======== Records for the task

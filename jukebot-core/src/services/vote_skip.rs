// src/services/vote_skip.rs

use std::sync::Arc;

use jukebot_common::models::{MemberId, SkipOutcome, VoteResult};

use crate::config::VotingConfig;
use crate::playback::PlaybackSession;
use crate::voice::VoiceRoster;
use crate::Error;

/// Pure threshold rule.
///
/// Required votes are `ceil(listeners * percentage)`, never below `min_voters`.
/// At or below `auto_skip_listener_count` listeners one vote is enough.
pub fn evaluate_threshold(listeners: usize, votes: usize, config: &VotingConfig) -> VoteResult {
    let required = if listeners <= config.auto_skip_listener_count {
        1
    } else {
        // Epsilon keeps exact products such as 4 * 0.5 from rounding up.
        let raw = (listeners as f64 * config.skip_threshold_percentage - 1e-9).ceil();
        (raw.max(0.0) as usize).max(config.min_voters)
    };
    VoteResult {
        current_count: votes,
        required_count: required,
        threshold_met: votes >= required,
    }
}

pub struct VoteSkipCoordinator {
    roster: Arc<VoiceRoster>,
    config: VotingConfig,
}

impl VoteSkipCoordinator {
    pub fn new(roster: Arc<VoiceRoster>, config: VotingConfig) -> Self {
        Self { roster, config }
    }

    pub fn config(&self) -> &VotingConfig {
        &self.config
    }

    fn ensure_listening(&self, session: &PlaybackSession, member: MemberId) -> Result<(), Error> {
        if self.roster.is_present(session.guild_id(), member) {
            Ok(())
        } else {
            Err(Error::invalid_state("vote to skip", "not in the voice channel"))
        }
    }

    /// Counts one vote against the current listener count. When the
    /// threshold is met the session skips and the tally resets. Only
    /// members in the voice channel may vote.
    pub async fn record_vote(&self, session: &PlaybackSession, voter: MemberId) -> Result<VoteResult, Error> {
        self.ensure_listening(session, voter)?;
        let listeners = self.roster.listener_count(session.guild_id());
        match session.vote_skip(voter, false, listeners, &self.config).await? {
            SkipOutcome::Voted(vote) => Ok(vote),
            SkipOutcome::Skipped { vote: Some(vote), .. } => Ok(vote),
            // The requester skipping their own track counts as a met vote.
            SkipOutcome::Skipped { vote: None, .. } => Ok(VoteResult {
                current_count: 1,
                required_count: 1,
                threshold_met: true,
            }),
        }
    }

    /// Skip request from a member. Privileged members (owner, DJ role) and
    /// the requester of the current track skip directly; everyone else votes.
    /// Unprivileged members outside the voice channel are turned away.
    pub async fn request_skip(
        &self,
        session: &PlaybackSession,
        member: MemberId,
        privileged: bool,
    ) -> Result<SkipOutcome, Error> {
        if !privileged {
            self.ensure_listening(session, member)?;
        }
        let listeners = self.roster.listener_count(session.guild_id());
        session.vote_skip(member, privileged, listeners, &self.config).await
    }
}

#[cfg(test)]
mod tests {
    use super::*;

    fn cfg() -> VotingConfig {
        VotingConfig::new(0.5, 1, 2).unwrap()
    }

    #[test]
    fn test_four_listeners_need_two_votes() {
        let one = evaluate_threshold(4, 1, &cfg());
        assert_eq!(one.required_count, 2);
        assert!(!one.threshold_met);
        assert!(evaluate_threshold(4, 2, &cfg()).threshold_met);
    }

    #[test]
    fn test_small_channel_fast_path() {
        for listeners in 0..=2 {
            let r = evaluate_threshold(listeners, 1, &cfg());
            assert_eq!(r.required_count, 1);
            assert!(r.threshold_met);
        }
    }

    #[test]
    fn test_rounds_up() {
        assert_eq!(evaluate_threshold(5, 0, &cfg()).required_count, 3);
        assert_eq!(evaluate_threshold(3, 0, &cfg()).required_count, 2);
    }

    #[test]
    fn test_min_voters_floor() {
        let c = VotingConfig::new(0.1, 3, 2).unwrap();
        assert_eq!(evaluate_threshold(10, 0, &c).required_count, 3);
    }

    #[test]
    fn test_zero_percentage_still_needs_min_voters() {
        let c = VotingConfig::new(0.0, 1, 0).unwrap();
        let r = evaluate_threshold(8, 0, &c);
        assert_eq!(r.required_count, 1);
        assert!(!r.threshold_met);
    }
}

================
======== Records for the task

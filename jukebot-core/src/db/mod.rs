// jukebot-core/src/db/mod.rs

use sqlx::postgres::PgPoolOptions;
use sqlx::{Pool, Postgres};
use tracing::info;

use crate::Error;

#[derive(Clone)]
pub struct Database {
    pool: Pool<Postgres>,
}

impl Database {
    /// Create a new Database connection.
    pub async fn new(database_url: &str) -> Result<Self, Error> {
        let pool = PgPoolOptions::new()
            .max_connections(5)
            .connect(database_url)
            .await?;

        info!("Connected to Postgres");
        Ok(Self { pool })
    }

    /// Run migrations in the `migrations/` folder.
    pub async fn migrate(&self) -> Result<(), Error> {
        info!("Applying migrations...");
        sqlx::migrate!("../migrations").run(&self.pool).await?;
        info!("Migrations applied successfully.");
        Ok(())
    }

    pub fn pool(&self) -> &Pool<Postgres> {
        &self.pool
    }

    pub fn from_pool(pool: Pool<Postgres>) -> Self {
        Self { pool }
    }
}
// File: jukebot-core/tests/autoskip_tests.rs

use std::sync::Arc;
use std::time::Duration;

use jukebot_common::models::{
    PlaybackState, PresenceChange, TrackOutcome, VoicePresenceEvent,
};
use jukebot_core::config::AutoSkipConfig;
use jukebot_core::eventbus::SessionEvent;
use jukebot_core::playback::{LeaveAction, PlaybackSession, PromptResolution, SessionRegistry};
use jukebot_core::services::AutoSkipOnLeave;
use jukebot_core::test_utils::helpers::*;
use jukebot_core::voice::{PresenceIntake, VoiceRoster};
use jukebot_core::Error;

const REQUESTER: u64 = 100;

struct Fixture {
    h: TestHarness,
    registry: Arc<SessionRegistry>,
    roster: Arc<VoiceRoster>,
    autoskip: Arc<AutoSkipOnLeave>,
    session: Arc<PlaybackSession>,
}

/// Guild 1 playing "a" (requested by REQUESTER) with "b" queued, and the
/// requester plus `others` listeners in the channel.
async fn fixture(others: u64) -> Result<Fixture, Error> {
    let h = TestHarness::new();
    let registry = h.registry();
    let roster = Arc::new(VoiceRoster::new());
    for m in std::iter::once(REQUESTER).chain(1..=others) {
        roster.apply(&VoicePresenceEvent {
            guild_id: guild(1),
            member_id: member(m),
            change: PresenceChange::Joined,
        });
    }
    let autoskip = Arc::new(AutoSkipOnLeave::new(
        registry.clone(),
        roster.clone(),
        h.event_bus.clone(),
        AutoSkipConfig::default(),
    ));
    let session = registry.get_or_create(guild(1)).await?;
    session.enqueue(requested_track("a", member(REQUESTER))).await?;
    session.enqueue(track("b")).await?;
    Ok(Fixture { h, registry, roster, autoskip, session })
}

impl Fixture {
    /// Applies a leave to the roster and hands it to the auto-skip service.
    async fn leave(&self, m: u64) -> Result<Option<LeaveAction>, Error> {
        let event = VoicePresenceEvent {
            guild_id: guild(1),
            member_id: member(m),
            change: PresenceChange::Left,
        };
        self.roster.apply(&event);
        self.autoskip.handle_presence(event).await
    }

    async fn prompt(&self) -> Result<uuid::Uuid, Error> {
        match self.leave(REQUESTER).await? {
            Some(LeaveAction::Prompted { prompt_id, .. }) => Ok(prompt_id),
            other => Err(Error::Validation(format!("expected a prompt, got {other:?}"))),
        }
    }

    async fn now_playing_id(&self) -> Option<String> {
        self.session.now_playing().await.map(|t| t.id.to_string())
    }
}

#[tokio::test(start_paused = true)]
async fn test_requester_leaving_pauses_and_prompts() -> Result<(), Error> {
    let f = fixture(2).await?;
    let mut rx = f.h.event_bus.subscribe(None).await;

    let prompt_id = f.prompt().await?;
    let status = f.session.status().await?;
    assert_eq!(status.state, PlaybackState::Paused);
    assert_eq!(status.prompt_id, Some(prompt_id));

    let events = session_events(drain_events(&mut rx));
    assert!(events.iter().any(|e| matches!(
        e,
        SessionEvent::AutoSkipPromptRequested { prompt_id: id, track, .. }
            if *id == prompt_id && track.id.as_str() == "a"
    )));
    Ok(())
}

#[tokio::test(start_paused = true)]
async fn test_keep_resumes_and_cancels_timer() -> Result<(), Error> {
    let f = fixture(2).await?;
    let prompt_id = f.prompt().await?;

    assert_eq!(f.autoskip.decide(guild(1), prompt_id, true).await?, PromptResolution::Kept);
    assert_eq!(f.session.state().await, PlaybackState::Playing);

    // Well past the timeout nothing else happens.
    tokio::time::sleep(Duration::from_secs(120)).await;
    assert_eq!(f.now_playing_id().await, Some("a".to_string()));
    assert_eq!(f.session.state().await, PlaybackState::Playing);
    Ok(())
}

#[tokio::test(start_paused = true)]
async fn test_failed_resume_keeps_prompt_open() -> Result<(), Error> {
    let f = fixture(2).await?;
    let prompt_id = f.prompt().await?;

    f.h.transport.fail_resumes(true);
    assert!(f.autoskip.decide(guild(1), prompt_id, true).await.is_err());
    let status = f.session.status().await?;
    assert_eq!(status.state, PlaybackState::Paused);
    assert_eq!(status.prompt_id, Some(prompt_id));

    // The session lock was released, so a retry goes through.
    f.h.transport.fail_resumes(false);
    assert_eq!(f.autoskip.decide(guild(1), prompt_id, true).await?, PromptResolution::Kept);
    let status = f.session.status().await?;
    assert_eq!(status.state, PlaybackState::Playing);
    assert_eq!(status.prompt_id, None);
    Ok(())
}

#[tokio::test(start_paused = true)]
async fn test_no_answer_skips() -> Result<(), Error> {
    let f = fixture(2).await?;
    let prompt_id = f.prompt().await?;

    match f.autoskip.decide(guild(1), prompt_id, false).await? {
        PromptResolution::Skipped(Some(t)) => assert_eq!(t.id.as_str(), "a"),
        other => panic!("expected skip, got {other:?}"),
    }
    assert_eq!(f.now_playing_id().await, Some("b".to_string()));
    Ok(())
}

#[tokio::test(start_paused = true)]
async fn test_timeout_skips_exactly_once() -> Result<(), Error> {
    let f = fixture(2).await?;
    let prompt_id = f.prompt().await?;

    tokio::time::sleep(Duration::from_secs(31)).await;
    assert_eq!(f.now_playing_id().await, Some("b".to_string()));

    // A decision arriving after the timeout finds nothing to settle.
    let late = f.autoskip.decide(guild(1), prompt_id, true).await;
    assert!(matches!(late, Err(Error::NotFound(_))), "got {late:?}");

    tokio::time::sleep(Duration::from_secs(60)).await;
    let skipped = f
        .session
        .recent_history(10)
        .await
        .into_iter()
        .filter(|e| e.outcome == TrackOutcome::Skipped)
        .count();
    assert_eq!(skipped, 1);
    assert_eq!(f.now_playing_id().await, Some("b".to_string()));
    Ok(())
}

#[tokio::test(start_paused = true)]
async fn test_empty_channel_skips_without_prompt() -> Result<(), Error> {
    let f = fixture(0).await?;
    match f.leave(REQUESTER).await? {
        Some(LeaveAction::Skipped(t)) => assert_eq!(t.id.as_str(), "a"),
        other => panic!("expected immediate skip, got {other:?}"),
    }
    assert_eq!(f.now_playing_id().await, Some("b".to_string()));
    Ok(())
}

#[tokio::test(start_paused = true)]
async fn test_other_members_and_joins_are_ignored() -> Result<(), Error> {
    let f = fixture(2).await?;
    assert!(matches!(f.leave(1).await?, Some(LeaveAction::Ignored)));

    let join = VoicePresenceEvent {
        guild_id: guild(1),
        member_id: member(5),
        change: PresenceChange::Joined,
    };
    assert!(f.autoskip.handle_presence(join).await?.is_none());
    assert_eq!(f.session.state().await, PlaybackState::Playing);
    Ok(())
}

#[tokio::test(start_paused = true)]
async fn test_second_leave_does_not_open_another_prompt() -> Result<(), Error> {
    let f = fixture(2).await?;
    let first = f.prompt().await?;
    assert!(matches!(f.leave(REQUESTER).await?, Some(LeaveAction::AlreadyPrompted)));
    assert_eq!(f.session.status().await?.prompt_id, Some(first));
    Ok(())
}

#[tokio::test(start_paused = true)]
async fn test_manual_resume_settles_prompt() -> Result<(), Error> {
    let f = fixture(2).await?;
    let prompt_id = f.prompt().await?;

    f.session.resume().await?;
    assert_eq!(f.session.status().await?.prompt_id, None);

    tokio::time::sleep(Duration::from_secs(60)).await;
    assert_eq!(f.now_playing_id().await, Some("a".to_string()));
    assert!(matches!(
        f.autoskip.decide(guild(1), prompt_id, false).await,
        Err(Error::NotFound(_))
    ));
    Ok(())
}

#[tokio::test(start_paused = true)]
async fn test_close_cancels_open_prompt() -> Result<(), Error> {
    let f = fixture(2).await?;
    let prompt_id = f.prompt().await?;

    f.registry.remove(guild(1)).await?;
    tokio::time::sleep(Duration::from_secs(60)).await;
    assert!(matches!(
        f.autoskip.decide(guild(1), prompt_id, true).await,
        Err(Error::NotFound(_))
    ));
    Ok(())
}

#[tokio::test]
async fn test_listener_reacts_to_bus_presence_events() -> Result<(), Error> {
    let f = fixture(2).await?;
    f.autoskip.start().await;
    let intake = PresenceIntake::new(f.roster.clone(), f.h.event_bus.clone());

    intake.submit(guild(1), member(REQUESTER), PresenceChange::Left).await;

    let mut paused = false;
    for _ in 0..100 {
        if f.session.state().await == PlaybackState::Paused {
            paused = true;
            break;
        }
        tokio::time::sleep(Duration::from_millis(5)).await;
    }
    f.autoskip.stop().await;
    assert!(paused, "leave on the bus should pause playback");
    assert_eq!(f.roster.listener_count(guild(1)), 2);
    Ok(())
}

================
======== Records for the task

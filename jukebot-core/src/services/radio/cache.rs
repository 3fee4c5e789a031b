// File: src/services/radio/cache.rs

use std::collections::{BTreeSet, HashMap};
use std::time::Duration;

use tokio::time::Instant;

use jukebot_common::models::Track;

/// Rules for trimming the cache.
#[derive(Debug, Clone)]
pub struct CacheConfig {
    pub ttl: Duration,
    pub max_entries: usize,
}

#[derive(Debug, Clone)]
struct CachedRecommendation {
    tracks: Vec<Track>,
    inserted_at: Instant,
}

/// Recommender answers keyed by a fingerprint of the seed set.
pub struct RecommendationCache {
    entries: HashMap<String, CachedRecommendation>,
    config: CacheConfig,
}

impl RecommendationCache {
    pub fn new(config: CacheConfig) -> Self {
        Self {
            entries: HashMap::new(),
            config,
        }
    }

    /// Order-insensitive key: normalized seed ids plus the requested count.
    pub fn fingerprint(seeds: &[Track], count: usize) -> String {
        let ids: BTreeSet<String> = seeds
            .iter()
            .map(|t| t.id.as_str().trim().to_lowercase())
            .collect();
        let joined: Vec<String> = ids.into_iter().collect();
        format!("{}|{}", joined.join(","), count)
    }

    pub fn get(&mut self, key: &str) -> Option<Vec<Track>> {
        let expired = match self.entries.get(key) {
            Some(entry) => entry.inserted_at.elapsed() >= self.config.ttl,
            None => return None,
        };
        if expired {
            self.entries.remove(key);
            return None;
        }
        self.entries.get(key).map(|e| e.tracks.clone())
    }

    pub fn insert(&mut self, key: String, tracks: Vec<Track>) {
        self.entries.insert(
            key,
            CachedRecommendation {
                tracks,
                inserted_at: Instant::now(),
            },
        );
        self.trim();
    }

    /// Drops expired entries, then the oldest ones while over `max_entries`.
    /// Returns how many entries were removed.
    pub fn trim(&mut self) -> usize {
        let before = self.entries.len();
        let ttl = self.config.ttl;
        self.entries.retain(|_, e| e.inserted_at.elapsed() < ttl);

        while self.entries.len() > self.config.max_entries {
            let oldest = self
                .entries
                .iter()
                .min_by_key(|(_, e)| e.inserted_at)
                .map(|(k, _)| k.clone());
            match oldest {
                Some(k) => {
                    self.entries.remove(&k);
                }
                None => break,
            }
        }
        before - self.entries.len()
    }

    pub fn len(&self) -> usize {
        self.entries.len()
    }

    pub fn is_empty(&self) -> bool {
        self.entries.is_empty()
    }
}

================

Assignment:
Determine how many lines in the data above include the word "below", and state that number only.

Exercise answer:
2